The Times, 15.01.08
Richard Morrison
Verdi: La traviata, Royal Opera House, 14 January 2008
La traviata
Until last night sheer bad luck had shielded me from the full-on Anna Netrebko experience. But now that I’ve seen, heard, and inwardly drooled over the sensational 36-year-old Russian soprano at first hand, there’s no going back.

Shaken, stirred, and still quivering at the knees, I’m an altered man.

The odd thing is that Richard Eyre’s 13-year-old Royal Opera staging — hot on period detail, and flaunting surely the largest lampshade in London, but a little tepid in the debauchery department — doesn’t even give Netrebko the chance to display her famed visual divertissements.

When she played Violetta in a modern-dress Salzburg production of Verdi’s opera recently, her little red frock was widely considered the most exciting thing to happen in Austria since the war.

In Covent Garden’s crinolines, by contrast, she has to do it all with charisma and voice. But boy, does she do it! This is a Violetta whose every passing feeling — of hope and hopelessness, regret and resignation, passion and pain — is writ large not just in her face and gesture but in her singing as well.

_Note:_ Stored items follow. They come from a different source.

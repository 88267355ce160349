//! Warden Service
//!
//! The surface the host application calls: a [`SecurityService`] built
//! once from a [`SecurityConfig`], the middleware pipelines it assembles per
//! endpoint, and the request model those pipelines operate on.
//!
//! # Modules
//!
//! - `config`: every table the core consults, loaded and validated at startup
//! - `request`: method, headers, session and body of an inbound request
//! - `validation`: per-field rules compiled once per endpoint
//! - `pipeline`: middleware steps and their ordered composition
//! - `headers`: CSP and hardening response headers
//! - `service`: the facade tying the components together

pub mod config;
pub mod headers;
pub mod pipeline;
pub mod request;
pub mod service;
pub mod validation;

pub use config::{
    CsrfConfig, EndpointClass, EndpointConfig, Environment, EventConfig, SecurityConfig,
    TokenConfig, UploadConfig,
};
pub use headers::SecurityHeadersConfig;
pub use pipeline::{
    Authenticate, CsrfCheck, MiddlewarePipeline, MiddlewareStep, RateLimit, Sanitize,
    SchemaValidate, SuspiciousActivityCheck,
};
pub use request::{CSRF_HEADER, Method, SecurityRequest};
pub use service::SecurityService;
pub use validation::{FieldKind, FieldValidation, ValidationSchema};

I expected effortlessly commanding top notes and peachy tone, but not the wonderfully subtle variations in colour and phrasing. And the way she turns her final aria from deathbed murmur to fierce, fatalistic cry of pride and defiance is mesmerising.

If you like your fallen women wan and limpid, look elsewhere. Netrebko’s Violetta — glowing with inner fervour, even at the end — doesn’t have an ounce of self-pity. But she is utterly convincing and utterly natural. She seems to be concocting her thoughts, her words, even the very notes she sings, as she goes.

So does Jonas Kaufmann’s Alfredo, though at a lower voltage level. I was worried initially that he wouldn’t have the firepower to match Netrebko, and he doesn’t. There is power in the voice, but his tone is patchy. Yet he brings a credible dignity to a role too often played as a caricature of heartlessness. You can sense this Alfredo being torn apart by his own misunderstanding of Violetta’s sacrifice.

Dmitri Hvorostovsky’s Germont is touching, too. The Russian is a stiff actor at the best of times, but that’s no handicap when playing a buttoned-up father who unburdens his true feelings to his son only after his unyielding sense of propriety has inflicted catastrophic damage. Besides, Hvorostovsky sings with such silky finesse that all theatrical shortcomings are easily forgiven.

As for the rest, Bob Crowley’s sets still look handsome, but the party scenes are terribly staid. I’ve seen livelier libraries than this Parisian salon. And there are too many moments when the conductor Maurizio Benini doesn’t keep his band with his singers. All of which is beside the point when you have a prima donna in this spellbinding form.